### What to work on
Go through the entries below and collect each line with the string "wayfinding" in it.

### Source data

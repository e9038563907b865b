//! Hall Building, 8th floor.
//!
//! Two corridors cross in the middle of the floor, with a side loop in the
//! north-west wing. Rooms sit on wall cells next to a corridor.

use campus_planner::geo::GeoPoint;
use campus_planner::grid::{FloorGrid, GridCell};
use campus_planner::indoor::{FloorPlan, Room, RoomKind};
use campus_planner::transform::BuildingCorners;

pub const HALL_8_ROWS: &[&[u8]] = &[
    &[0, 0, 0, 0, 0, 0, 0, 0, 0, 0, 0, 0, 0, 0, 0, 0, 0, 0, 0, 0],
    &[0, 2, 2, 2, 2, 2, 2, 2, 2, 2, 2, 2, 2, 2, 2, 2, 2, 2, 2, 0],
    &[0, 2, 2, 2, 2, 2, 2, 2, 2, 3, 4, 2, 2, 2, 2, 2, 2, 2, 2, 0],
    &[0, 2, 2, 2, 2, 2, 2, 2, 2, 1, 1, 2, 2, 2, 2, 2, 2, 2, 2, 0],
    &[0, 2, 2, 1, 1, 1, 1, 1, 1, 1, 1, 2, 2, 2, 2, 2, 2, 2, 2, 0],
    &[0, 2, 2, 1, 2, 2, 2, 2, 2, 1, 1, 2, 2, 2, 2, 2, 2, 2, 2, 0],
    &[0, 2, 2, 1, 2, 2, 2, 2, 2, 1, 1, 2, 2, 2, 2, 2, 2, 2, 2, 0],
    &[0, 2, 2, 1, 2, 2, 2, 2, 2, 1, 1, 2, 2, 2, 2, 2, 2, 2, 2, 0],
    &[0, 2, 2, 1, 2, 2, 2, 2, 2, 1, 1, 2, 2, 2, 2, 2, 2, 2, 2, 0],
    &[0, 2, 1, 1, 1, 1, 1, 1, 1, 1, 1, 1, 1, 1, 1, 1, 1, 1, 2, 0],
    &[0, 2, 1, 1, 1, 1, 1, 1, 1, 1, 1, 1, 1, 1, 1, 1, 1, 1, 2, 0],
    &[0, 2, 2, 2, 2, 2, 2, 2, 2, 1, 1, 2, 2, 2, 2, 2, 2, 2, 2, 0],
    &[0, 2, 2, 2, 2, 2, 2, 2, 2, 1, 1, 2, 2, 2, 2, 2, 2, 2, 2, 0],
    &[0, 2, 2, 2, 2, 2, 2, 2, 2, 1, 1, 2, 2, 2, 2, 2, 2, 2, 2, 0],
    &[0, 2, 2, 2, 2, 2, 2, 2, 2, 1, 1, 2, 2, 2, 2, 2, 2, 2, 2, 0],
    &[0, 2, 2, 2, 2, 2, 2, 2, 2, 1, 1, 2, 2, 2, 2, 2, 2, 2, 2, 0],
    &[0, 2, 2, 2, 2, 2, 2, 2, 2, 1, 1, 2, 2, 2, 2, 2, 2, 2, 2, 0],
    &[0, 2, 2, 2, 2, 2, 2, 2, 2, 1, 1, 1, 1, 1, 1, 5, 1, 2, 2, 0],
    &[0, 2, 2, 2, 2, 2, 2, 2, 2, 2, 2, 2, 2, 2, 2, 2, 2, 2, 2, 0],
    &[0, 0, 0, 0, 0, 0, 0, 0, 0, 0, 0, 0, 0, 0, 0, 0, 0, 0, 0, 0],
];

pub fn hall_8_grid() -> FloorGrid {
    FloorGrid::from_rows(HALL_8_ROWS.iter().map(|row| row.to_vec()).collect())
        .expect("fixture grid is rectangular")
}

pub fn hall_corners() -> BuildingCorners {
    BuildingCorners::new(
        GeoPoint::new(45.4977, -73.5795),
        GeoPoint::new(45.4968, -73.5800),
        GeoPoint::new(45.4964, -73.5787),
        GeoPoint::new(45.4974, -73.5783),
    )
}

fn room(id: &str, name: &str, x: usize, y: usize, kind: RoomKind) -> Room {
    Room {
        id: id.to_string(),
        name: name.to_string(),
        location: GridCell::new(x, y),
        kind,
    }
}

pub fn hall_8_plan() -> FloorPlan {
    FloorPlan {
        building_id: "H".to_string(),
        floor: "8".to_string(),
        grid: hall_8_grid(),
        corners: hall_corners(),
        rooms: vec![
            room("main-entrance", "Main escalators", 9, 18, RoomKind::Start),
            room("west-entrance", "West stairwell", 1, 9, RoomKind::Start),
            room("H-837", "Computer lab", 18, 10, RoomKind::Room),
            room("H-811", "Seminar room", 4, 6, RoomKind::Room),
            room("H-860", "Study lounge", 16, 16, RoomKind::Room),
            room("H-899", "Mechanical room", 14, 4, RoomKind::Room),
        ],
    }
}
//! campus-planner core
//!
//! Errand sequencing across campus buildings and indoor wayfinding over
//! geo-referenced floor grids.

pub mod error;
pub mod geo;
pub mod campus;
pub mod weather;
pub mod traits;
pub mod haversine;
pub mod matrix;
pub mod solver;
pub mod grid;
pub mod transform;
pub mod indoor;
pub mod polyline;
pub mod config;

pub use error::{CampusError, Result};
pub use geo::GeoPoint;
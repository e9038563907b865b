//! Indoor wayfinding over floor grids.
//!
//! Search runs on the authored grid with 8-way moves, then the cell path is
//! projected onto the building footprint for display.

use std::cmp::Ordering;
use std::collections::BinaryHeap;

use serde::{Deserialize, Serialize};
use tracing::{debug, warn};

use crate::error::{CampusError, Result};
use crate::geo::GeoPoint;
use crate::grid::{FloorGrid, GridCell};
use crate::polyline::Polyline;
use crate::transform::{self, BuildingCorners};

const DIAGONAL_COST: f64 = std::f64::consts::SQRT_2;

const DIRECTIONS: [(isize, isize); 8] = [
    (-1, -1),
    (0, -1),
    (1, -1),
    (-1, 0),
    (1, 0),
    (-1, 1),
    (0, 1),
    (1, 1),
];

#[derive(Clone, Copy)]
struct OpenNode {
    f: f64,
    g: f64,
    index: usize,
}

impl PartialEq for OpenNode {
    fn eq(&self, other: &Self) -> bool {
        self.cmp(other) == Ordering::Equal
    }
}

impl Eq for OpenNode {}

impl PartialOrd for OpenNode {
    fn partial_cmp(&self, other: &Self) -> Option<Ordering> {
        Some(self.cmp(other))
    }
}

impl Ord for OpenNode {
    // Reversed so the BinaryHeap pops the lowest f first. Ties prefer the
    // node furthest along.
    fn cmp(&self, other: &Self) -> Ordering {
        other
            .f
            .total_cmp(&self.f)
            .then_with(|| self.g.total_cmp(&other.g))
            .then_with(|| other.index.cmp(&self.index))
    }
}

/// Octile distance, admissible for unit/√2 step costs.
fn octile(a: GridCell, b: GridCell) -> f64 {
    let dx = a.x.abs_diff(b.x) as f64;
    let dy = a.y.abs_diff(b.y) as f64;
    let (lo, hi) = if dx < dy { (dx, dy) } else { (dy, dx) };
    hi + (DIAGONAL_COST - 1.0) * lo
}

/// Path cost with unit orthogonal and √2 diagonal steps.
pub fn path_cost(path: &[GridCell]) -> f64 {
    path.windows(2).map(|w| octile(w[0], w[1])).sum()
}

/// Shortest walkable path from `start` to `end`, both included.
///
/// Corridors and points of interest are walkable, walls and void are not.
/// The two endpoints are always treated as walkable since doors and room
/// markers are often drawn on wall cells. A diagonal step is not allowed to
/// squeeze between two blocked cells. Returns an empty path when the end is
/// unreachable or either endpoint is outside the grid.
pub fn find_path(grid: &FloorGrid, start: GridCell, end: GridCell) -> Vec<GridCell> {
    if !grid.contains(start) || !grid.contains(end) {
        warn!(?start, ?end, width = grid.width(), height = grid.height(), "path endpoint outside floor grid");
        return Vec::new();
    }
    if start == end {
        return vec![start];
    }

    let width = grid.width();
    let height = grid.height();
    let total = width * height;
    let to_index = |c: GridCell| c.y * width + c.x;
    let to_cell = |i: usize| GridCell::new(i % width, i / width);
    let walkable = |c: GridCell| c == start || c == end || grid.is_walkable(c);
    let step = |c: GridCell, dx: isize, dy: isize| -> Option<GridCell> {
        let x = c.x.checked_add_signed(dx)?;
        let y = c.y.checked_add_signed(dy)?;
        let next = GridCell::new(x, y);
        grid.contains(next).then_some(next)
    };

    let start_index = to_index(start);
    let end_index = to_index(end);
    let mut best_g = vec![f64::INFINITY; total];
    let mut parent: Vec<Option<usize>> = vec![None; total];
    let mut closed = vec![false; total];
    let mut open = BinaryHeap::new();

    best_g[start_index] = 0.0;
    open.push(OpenNode {
        f: octile(start, end),
        g: 0.0,
        index: start_index,
    });

    let mut expansions = 0usize;
    while let Some(OpenNode { g, index, .. }) = open.pop() {
        if closed[index] {
            continue;
        }
        if index == end_index {
            let mut path = vec![end];
            let mut current = index;
            while let Some(prev) = parent[current] {
                path.push(to_cell(prev));
                current = prev;
            }
            path.reverse();
            debug!(expansions, steps = path.len(), cost = g, "indoor path found");
            return path;
        }
        // Each cell is closed at most once, so there are at most
        // width * height expansions.
        closed[index] = true;
        expansions += 1;

        let cell = to_cell(index);
        for (dx, dy) in DIRECTIONS {
            let Some(next) = step(cell, dx, dy) else {
                continue;
            };
            if !walkable(next) {
                continue;
            }
            let diagonal = dx != 0 && dy != 0;
            if diagonal {
                let side_a = step(cell, dx, 0).is_some_and(walkable);
                let side_b = step(cell, 0, dy).is_some_and(walkable);
                if !side_a && !side_b {
                    continue;
                }
            }

            let next_index = to_index(next);
            if closed[next_index] {
                continue;
            }
            let tentative = g + if diagonal { DIAGONAL_COST } else { 1.0 };
            if tentative < best_g[next_index] {
                best_g[next_index] = tentative;
                parent[next_index] = Some(index);
                open.push(OpenNode {
                    f: tentative + octile(next, end),
                    g: tentative,
                    index: next_index,
                });
            }
        }
    }

    debug!(expansions, ?start, ?end, "no indoor path");
    Vec::new()
}

/// Project a cell path onto the building footprint.
pub fn path_to_geo(
    path: &[GridCell],
    corners: &BuildingCorners,
    width: usize,
    height: usize,
) -> Vec<GeoPoint> {
    path.iter()
        .map(|cell| transform::cell_to_geo(*cell, corners, width, height))
        .collect()
}

#[derive(Debug, Clone, Copy, Default, PartialEq, Eq, Serialize, Deserialize)]
#[serde(rename_all = "lowercase")]
pub enum RoomKind {
    #[default]
    Room,
    /// Building entrance where indoor routes begin.
    Start,
}

#[derive(Debug, Clone, PartialEq, Serialize, Deserialize)]
pub struct Room {
    pub id: String,
    pub name: String,
    pub location: GridCell,
    #[serde(rename = "type", default)]
    pub kind: RoomKind,
}

/// One floor of one building: the grid, its footprint and its rooms.
#[derive(Debug, Clone, PartialEq, Serialize, Deserialize)]
pub struct FloorPlan {
    pub building_id: String,
    pub floor: String,
    pub grid: FloorGrid,
    pub corners: BuildingCorners,
    #[serde(default)]
    pub rooms: Vec<Room>,
}

/// An indoor journey in both grid and map form.
#[derive(Debug, Clone, PartialEq, Serialize, Deserialize)]
pub struct IndoorRoute {
    pub start_id: String,
    pub room_id: String,
    pub cells: Vec<GridCell>,
    pub polyline: Polyline,
    pub length_meters: f64,
}

impl IndoorRoute {
    /// No walkable connection between the entrance and the room.
    pub fn is_empty(&self) -> bool {
        self.cells.is_empty()
    }
}

impl FloorPlan {
    /// Check the corners and that every room sits on the grid.
    pub fn validate(&self) -> Result<()> {
        self.corners.validate()?;
        for room in &self.rooms {
            if !self.grid.contains(room.location) {
                return Err(CampusError::RoomOutOfBounds {
                    room: room.id.clone(),
                    x: room.location.x,
                    y: room.location.y,
                    width: self.grid.width(),
                    height: self.grid.height(),
                });
            }
        }
        Ok(())
    }

    pub fn room(&self, id: &str) -> Option<&Room> {
        self.rooms.iter().find(|r| r.id == id)
    }

    pub fn starts(&self) -> impl Iterator<Item = &Room> {
        self.rooms.iter().filter(|r| r.kind == RoomKind::Start)
    }

    pub fn find_path(&self, start: GridCell, end: GridCell) -> Vec<GridCell> {
        find_path(&self.grid, start, end)
    }

    pub fn path_to_geo(&self, path: &[GridCell]) -> Vec<GeoPoint> {
        path_to_geo(path, &self.corners, self.grid.width(), self.grid.height())
    }

    /// Route from an entrance to a room.
    ///
    /// With `start_id` the named entrance is used; otherwise every entrance
    /// is tried and the cheapest path wins. An unreachable room yields an
    /// empty route rather than an error.
    pub fn route_to_room(&self, room_id: &str, start_id: Option<&str>) -> Result<IndoorRoute> {
        let room = self
            .room(room_id)
            .ok_or_else(|| CampusError::UnknownRoom(room_id.to_string()))?;

        let candidates: Vec<&Room> = match start_id {
            Some(id) => vec![self.room(id).ok_or_else(|| CampusError::UnknownRoom(id.to_string()))?],
            None => self.starts().collect(),
        };
        let Some(first) = candidates.first() else {
            return Err(CampusError::NoStartLocation {
                building_id: self.building_id.clone(),
                floor: self.floor.clone(),
            });
        };

        let mut best: Option<(&Room, Vec<GridCell>, f64)> = None;
        for &start in &candidates {
            let cells = self.find_path(start.location, room.location);
            if cells.is_empty() {
                continue;
            }
            let cost = path_cost(&cells);
            if best.as_ref().is_none_or(|(_, _, best_cost)| cost < *best_cost) {
                best = Some((start, cells, cost));
            }
        }

        let (start, cells) = match best {
            Some((start, cells, _)) => (start, cells),
            None => {
                warn!(building = %self.building_id, floor = %self.floor, room = room_id, "room unreachable from every entrance");
                (*first, Vec::new())
            }
        };

        let polyline = Polyline::new(self.path_to_geo(&cells));
        Ok(IndoorRoute {
            start_id: start.id.clone(),
            room_id: room.id.clone(),
            length_meters: polyline.length_meters(),
            cells,
            polyline,
        })
    }
}
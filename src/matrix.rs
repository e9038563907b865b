//! Cost matrix construction and weather penalties.

use tracing::debug;

use crate::campus::Campus;
use crate::geo::GeoPoint;
use crate::haversine::HaversineMatrix;
use crate::traits::{DistanceMatrixProvider, Located};

/// Square cost matrix. Index 0 is the starting location by convention.
pub type DistanceMatrix = Vec<Vec<f64>>;

/// Multiplier applied to legs without an indoor connection in bad weather.
pub const DEFAULT_OUTDOOR_PENALTY: f64 = 1.5;

/// Pairwise haversine distances in meters.
pub fn build_matrix<L: Located>(items: &[L]) -> DistanceMatrix {
    let points: Vec<GeoPoint> = items.iter().map(Located::location).collect();
    HaversineMatrix::default().matrix_for(&points)
}

/// Scale every leg whose endpoint buildings are not indoor-connected.
///
/// Entries are visited per ordered pair, so the result is only symmetric if
/// the input was. Callers apply this only when the weather is adverse.
pub fn apply_weather_penalty(
    mut matrix: DistanceMatrix,
    points: &[GeoPoint],
    campus: &Campus,
    outdoor_penalty: f64,
) -> DistanceMatrix {
    let nearest: Vec<_> = points.iter().map(|p| campus.nearest_building(*p)).collect();
    let mut penalized = 0usize;

    for (i, row) in matrix.iter_mut().enumerate() {
        for (j, cost) in row.iter_mut().enumerate() {
            if i == j {
                continue;
            }
            let connected = match (nearest.get(i).copied().flatten(), nearest.get(j).copied().flatten()) {
                (Some(a), Some(b)) => campus.indoor_connected(a, b),
                _ => false,
            };
            if !connected {
                *cost *= outdoor_penalty;
                penalized += 1;
            }
        }
    }

    debug!(penalized, outdoor_penalty, "applied weather penalty");
    matrix
}

/// True when `m[i][j] == m[j][i]` for every pair.
pub fn is_symmetric(matrix: &[Vec<f64>]) -> bool {
    matrix.iter().enumerate().all(|(i, row)| {
        row.iter()
            .enumerate()
            .all(|(j, cost)| matrix.get(j).and_then(|r| r.get(i)) == Some(cost))
    })
}
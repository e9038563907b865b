//! Seams between the optimizer and its inputs.

use crate::geo::GeoPoint;

/// Provides an all-pairs cost matrix for a set of locations.
///
/// The matrix is indexed by the provided location order. Costs are in meters
/// (or meter-equivalents once penalties are applied).
pub trait DistanceMatrixProvider {
    fn matrix_for(&self, locations: &[GeoPoint]) -> Vec<Vec<f64>>;
}

/// Anything that can be placed on the campus map.
pub trait Located {
    fn location(&self) -> GeoPoint;
}

impl Located for GeoPoint {
    fn location(&self) -> GeoPoint {
        *self
    }
}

### Solution for this problem
//! Errand sequencing across campus buildings and indoor wayfinding over
//! Indoor wayfinding over floor grids.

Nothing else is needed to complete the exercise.